Trata-se, segundo especialistas, de mudança estrutural na
forma como o país se financia,
que sinaliza o amadurecimento
do mercado de capitais e maior
viabilidade do setor privado.
A virada ocorreu em abril de
2008, ainda no auge da expansão da economia, segundo o Cemec (Centro de Estudos do
Mercado de Capitais), entidade
ligada à Fundação Ibmec, criada pelas instituições do mercado para avaliar desempenho e
dar suporte técnico para o comitê que define prioridades de
autorregulação.
Segundo o economista Carlos Rocca, autor do estudo, a
mudança é fruto da estabilidade da moeda, da emergência de
uma nova classe média e da pujança do setor privado. Altera
progressivamente o funcionamento da economia do Brasil,
país com um dos menores patamares de crédito do mundo,
quase sem financiamento imobiliário e de infraestrutura.
Para o economista Claudio
Haddad, presidente do Insper e
ex-diretor do BC, a mudança
decorre também de ganhos institucionais que trouxeram mais
transparência e reduziram o
risco do investidor, como o Novo Mercado, a Lei de Falências,
a alienação fiduciária e o crédito consignado. "Você não tem
desenvolvimento de mercado
privado sem que o investidor
possa ter segurança e horizonte
para suas aplicações."
No estudo, o setor privado
somava em junho R$ 1,549 trilhão (52,9% do PIB) em empréstimos bancários, promissórias, debêntures, fundos de
recebíveis, entre outros instrumentos, ante R$ 1,32 trilhão do
endividamento público, incluindo empréstimos bancários das estatais.
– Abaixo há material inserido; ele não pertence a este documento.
//! Decoupled logging pipeline for the dashboard binaries.
//!
//! # Architecture
//!
//! ```text
//! log::info!() / log::warn!() ...
//!     |
//! [LogCollector] (non-blocking, implements log::Log)
//!     | (crossbeam unbounded channel)
//!     v
//! [Persister thread] --> logs/<timestamp>_<component>.log   (every record)
//!                    --> stderr                              (records >= echo level)
//!                    --> optional UI tap     (records >= echo level, try_send, may drop)
//! ```
//!
//! Logging from the frame loop or a request handler never waits on disk.

use chrono::Local;
use crossbeam_channel::{unbounded, Sender};
use log::{Level, LevelFilter, Log, Metadata, Record};
use std::fs::{File, OpenOptions};
use std::io::Write;
use std::path::{Path, PathBuf};

use crate::config::LoggingConfig;

/// Internal log line or special marker
enum LogMessage {
    Line(LogLine),
    /// Flush marker; the persister answers once everything before it is on disk
    Flush(tokio::sync::oneshot::Sender<()>),
}

/// A log line with metadata
#[derive(Clone, Debug)]
pub struct LogLine {
    pub level: Level,
    pub target: String,
    pub message: String,
    /// Wall-clock time the record was created (HH:MM:SS.mmm)
    pub timestamp: String,
}

impl LogLine {
    pub fn new(level: Level, target: impl Into<String>, message: impl Into<String>) -> Self {
        LogLine {
            level,
            target: target.into(),
            message: message.into(),
            timestamp: Local::now().format("%H:%M:%S%.3f").to_string(),
        }
    }

    /// `[HH:MM:SS.mmm] [LEVEL] message`
    pub fn format(&self) -> String {
        format!("[{}] [{}] {}", self.timestamp, self.level, self.message)
    }
}

/// Logger that forwards every record to a background persister thread
#[derive(Clone)]
pub struct LogCollector {
    tx: Sender<LogMessage>,
    log_path: PathBuf,
    echo_level: LevelFilter,
}

impl LogCollector {
    /// Create the log file for `component` under `log_dir` and start the persister.
    ///
    /// `ui_tx` receives a copy of each line at or above `echo_level` for
    /// in-app display; lines are dropped if it is full.
    pub fn new(
        log_dir: &Path,
        component: &str,
        echo_level: LevelFilter,
        ui_tx: Option<tokio::sync::mpsc::Sender<LogLine>>,
    ) -> Result<Self, String> {
        std::fs::create_dir_all(log_dir)
            .map_err(|e| format!("Failed to create logs directory: {}", e))?;

        let timestamp = Local::now().format("%Y%m%d_%H%M%S");
        let log_path = log_dir.join(format!("{}_{}.log", timestamp, component));
        let file = OpenOptions::new()
            .create(true)
            .append(true)
            .open(&log_path)
            .map_err(|e| format!("Failed to open log file {}: {}", log_path.display(), e))?;

        let (tx, rx) = unbounded::<LogMessage>();

        // OS thread rather than a tokio task: records arrive from the UI thread,
        // blocking workers and runtime threads alike
        std::thread::Builder::new()
            .name(format!("log-{}", component))
            .spawn(move || persist_loop(rx, file, echo_level, ui_tx))
            .map_err(|e| format!("Failed to spawn log persister: {}", e))?;

        Ok(LogCollector {
            tx,
            log_path,
            echo_level,
        })
    }

    /// Path of the file this collector appends to
    pub fn log_path(&self) -> &Path {
        &self.log_path
    }

    /// Queue a line (never blocks)
    pub fn log_line(&self, line: LogLine) {
        let _ = self.tx.send(LogMessage::Line(line));
    }

    /// Wait until every line queued before this call has been written.
    pub async fn wait_for_empty(&self) -> Result<(), String> {
        let (done_tx, done_rx) = tokio::sync::oneshot::channel();
        self.tx
            .send(LogMessage::Flush(done_tx))
            .map_err(|e| format!("Failed to send flush marker: {}", e))?;
        done_rx
            .await
            .map_err(|e| format!("Flush signal interrupted: {}", e))
    }
}

/// Target prefixes of this package's library and binaries
const OWN_TARGETS: &[&str] = &["bore_", "sched_sim"];

/// Wires all log::info!(), log::warn!(), log::error!() calls into LogCollector
impl Log for LogCollector {
    fn enabled(&self, metadata: &Metadata) -> bool {
        // Dependency chatter (hyper, reqwest, winit...) is kept to info and above
        metadata.level() <= Level::Info
            || OWN_TARGETS.iter().any(|prefix| metadata.target().starts_with(prefix))
    }

    fn log(&self, record: &Record) {
        if self.enabled(record.metadata()) {
            self.log_line(LogLine::new(
                record.level(),
                record.target(),
                record.args().to_string(),
            ));
        }
    }

    fn flush(&self) {}
}

fn persist_loop(
    rx: crossbeam_channel::Receiver<LogMessage>,
    mut file: File,
    echo_level: LevelFilter,
    ui_tx: Option<tokio::sync::mpsc::Sender<LogLine>>,
) {
    while let Ok(msg) = rx.recv() {
        match msg {
            LogMessage::Line(line) => {
                let formatted = line.format();
                let _ = writeln!(file, "{}", formatted);
                if line.level > echo_level {
                    continue;
                }
                eprintln!("{}", formatted);
                if let Some(tx) = &ui_tx {
                    let _ = tx.try_send(line);
                }
            }
            LogMessage::Flush(done) => {
                let _ = file.flush();
                let _ = done.send(());
            }
        }
    }
}

/// Install a [`LogCollector`] as the global logger for `component`.
///
/// The file receives debug and above; stderr gets the configured level.
pub fn init_logging(
    component: &str,
    config: &LoggingConfig,
    ui_tx: Option<tokio::sync::mpsc::Sender<LogLine>>,
) -> Result<LogCollector, String> {
    let echo_level = config.level_filter();
    let collector = LogCollector::new(&config.log_dir, component, echo_level, ui_tx)?;

    log::set_boxed_logger(Box::new(collector.clone()))
        .map_err(|e| format!("Logger already installed: {}", e))?;
    log::set_max_level(echo_level.max(LevelFilter::Debug));

    log::info!(
        "[Log] {} logging to {}",
        component,
        collector.log_path().display()
    );
    Ok(collector)
}

impl std::fmt::Debug for LogCollector {
    fn fmt(&self, f: &mut std::fmt::Formatter<'_>) -> std::fmt::Result {
        f.debug_struct("LogCollector")
            .field("log_path", &self.log_path)
            .field("echo_level", &self.echo_level)
            .finish()
    }
}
É o primeiro
trabalho que considera dados
de diferentes fontes e procura
retirar duplas contagens.
Para Rocca, a mudança significa que o governo e as estatais
começam a sair do centro das
decisões financeiras, espaço
que passa a ser ocupado pela
iniciativa privada, pela sociedade civil e por entidades de classe e de defesa do consumidor,
que podem não estar totalmente articuladas para assumir esse papel. "Falta investir em
educação financeira em todos
os níveis: pessoa física, Executivo, Legislativo e Judiciário."
Do ponto de vista da aplicação desse dinheiro, a mudança
indica que as perspectivas de
crescimento de empresas e as
ambições da classe média, como comprar um carro, uma casa, viajar ou investir na educação dos filhos, tornam-se mais
viáveis e com menor risco de
dar errado -como em qualquer decisão de investimento,
pautada pelo equilíbrio entre
taxas de retorno e risco.
Para o economista Edmar
Bacha, um dos formuladores
do Plano Real, o crédito privado progrediu muito nos últimos cinco anos, mas o principal problema diz respeito aos
prazos desses financiamentos,
que seguem curtos e só devem
aumentar com juros menores.
"Mais importante do que
olhar quantidade é ver os prazos. Em que prazos estão sendo
feitos esses financiamentos?
Com taxa de juros muito elevadas, não dá para ter nem prazo
nem muito crédito. Quem consegue pagar taxas de juros [altas]? Só o governo", disse.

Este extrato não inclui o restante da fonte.